25 March 2023 | PAR Chloé Coppalle

Ce mercredi 22 mars 2022, la pièce La Freak. Journal d’une femme vaudou était programmée au Palais de la Porte Dorée dans le cadre de la 7ème édition du Grand Festival contre le racisme et l’antisémitisme. Une comédie qui questionne la représentation des acteurs et actrices noirs au cinéma et au théâtre. Une mise en abîme géniale, écrite et mise en scène par Sabine Pakora !

Quatre ans après Noire n’est pas mon métier : La Freak. Journal d’une femme vaudou.

Domestique, sans papiers, mère de jeune de banlieue sortie de prison, prostituée, Mama, femme vaudou, servante … autant de personnages collés à la peau des acteurs et des actrices noir.e.s. Seule en scène, Sabine Pakora déconstruit ces typologies socio-professionnelles trop souvent proposées par les directeurs et les directrices de castings. En 2018 pourtant, l’ouvrage Noire n’est pas mon métier dénonçait déjà ces catégorisations ciblant des rôles de personnages hauts en couleur cachant des situations économiques précaires, mais avec le sourire. Des rôles qui dessinent les profils de simples figures maternelles ou de femmes atypiques, car marrantes, aux caractères prononcés, mais dont on ne sait rien. Il y a quatre ans, seize comédiennes s’étaient réunies pour dénoncer ces représentations, dont Sabine Pakora.

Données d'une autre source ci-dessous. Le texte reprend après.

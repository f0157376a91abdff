use std::str::FromStr;

use chrono::{DateTime, Utc};
use serde::{Deserialize, Serialize};
use serde_json::{Map, Value};

/// Flat string-keyed payload carried by every event. The hub never looks
/// inside it.
pub type EventData = Map<String, Value>;

/// Kind of fact an [`Event`] records about a job.
#[derive(Debug, Clone, Copy, PartialEq, Eq, Hash, Serialize, Deserialize)]
#[serde(rename_all = "snake_case")]
pub enum EventType {
    JobStarted,
    LlmCall,
    LlmResponse,
    ToolStarted,
    ToolCompleted,
    ProcessOutputLine,
    SlackNotification,
    JobCompleted,
    JobError,
}

impl EventType {
    pub fn as_str(&self) -> &'static str {
        match self {
            Self::JobStarted => "job_started",
            Self::LlmCall => "llm_call",
            Self::LlmResponse => "llm_response",
            Self::ToolStarted => "tool_started",
            Self::ToolCompleted => "tool_completed",
            Self::ProcessOutputLine => "process_output_line",
            Self::SlackNotification => "slack_notification",
            Self::JobCompleted => "job_completed",
            Self::JobError => "job_error",
        }
    }

    /// True for the two event types that end a job.
    pub fn is_terminal(&self) -> bool {
        matches!(self, Self::JobCompleted | Self::JobError)
    }
}

impl std::fmt::Display for EventType {
    fn fmt(&self, f: &mut std::fmt::Formatter<'_>) -> std::fmt::Result {
        f.write_str(self.as_str())
    }
}

impl FromStr for EventType {
    type Err = String;

    fn from_str(s: &str) -> Result<Self, Self::Err> {
        match s {
            "job_started" => Ok(Self::JobStarted),
            "llm_call" => Ok(Self::LlmCall),
            "llm_response" => Ok(Self::LlmResponse),
            "tool_started" => Ok(Self::ToolStarted),
            "tool_completed" => Ok(Self::ToolCompleted),
            "process_output_line" => Ok(Self::ProcessOutputLine),
            "slack_notification" => Ok(Self::SlackNotification),
            "job_completed" => Ok(Self::JobCompleted),
            "job_error" => Ok(Self::JobError),
            _ => Err(format!("Invalid event type: {}", s)),
        }
    }
}

/// A single, immutable fact about a job's progress.
///
/// `id` is assigned by the hub loop and is the authoritative order for
/// events of the same job. `timestamp` is taken when the producer called
/// `emit` and is only advisory.
#[derive(Debug, Clone, PartialEq, Serialize, Deserialize)]
pub struct Event {
    pub id: String,
    pub job_id: String,
    #[serde(rename = "type")]
    pub event_type: EventType,
    pub timestamp: DateTime<Utc>,
    #[serde(default)]
    pub data: EventData,
}

impl Event {
    /// Sequence number parsed back out of `id`, if it is numeric.
    pub fn seq(&self) -> Option<u64> {
        self.id.parse().ok()
    }

    pub fn str_field(&self, key: &str) -> Option<&str> {
        self.data.get(key).and_then(Value::as_str)
    }

    pub fn f64_field(&self, key: &str) -> Option<f64> {
        self.data.get(key).and_then(Value::as_f64)
    }

    /// Integer payload field; accepts floats as well since JSON producers
    /// do not agree on how to encode token counts.
    pub fn i64_field(&self, key: &str) -> Option<i64> {
        let value = self.data.get(key)?;
        value
            .as_i64()
            .or_else(|| value.as_f64().map(|v| v as i64))
    }
}

/// Build an [`EventData`] map from a `serde_json::json!` object literal.
///
/// Non-object values yield an empty map.
pub fn data(value: Value) -> EventData {
    match value {
        Value::Object(map) => map,
        _ => Map::new(),
    }
}

/// Generate a fresh job identifier.
pub fn new_job_id() -> String {
    uuid::Uuid::new_v4().to_string()
}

Malgré une légère évolution, elle dénonce la persistance de propositions souvent stéréotypées.

Dans ce contexte, elle raconte s’être emparée de l’écriture pour se libérer d’intermédiaires cloisonnants. Pour la comédienne, porter ces sujets au théâtre est une manière d’aller « là où on ne vient pas la chercher ». 

Du récit personnel à une histoire globale.

La Freak. Journal d’une femme vaudou retrace une histoire personnelle en parcourant des anecdotes. Sabine Pakora s’en sert pour rappeler qu’on ne naît pas avec ces schémas. On les intériorise jusqu’à ce qu’ils deviennent une norme. Parallèlement, elle invente des personnages qui représentent à leur tour des types, comme une sociologue qui travaille sur le langage et sur les tchips. Ces figures inventées nous plongent dans le temps, de l’époque du Freak Show aux stigmates racistes contemporains. On se moque avec elle des personnages qu’elle caricature. Grâce à ses incarnations vraiment très drôles, Sabine Pakora emporte la salle.

La Freak. Journal d’une femme vaudou : le poids du regard de l’autre dans la représentation de soi à soi.

Quand la pièce commence, la scène annonce la couleur : le thème sera celui du showbiz. Ou plutôt, de ses coulisses. Une penderie, une coiffeuse, des mannequins. La scénographie illustre symboliquement le propos de la pièce, qui raconte l’envers des décors de cinéma : les castings, l’histoire des freak, les stéréotypes sous-jacents.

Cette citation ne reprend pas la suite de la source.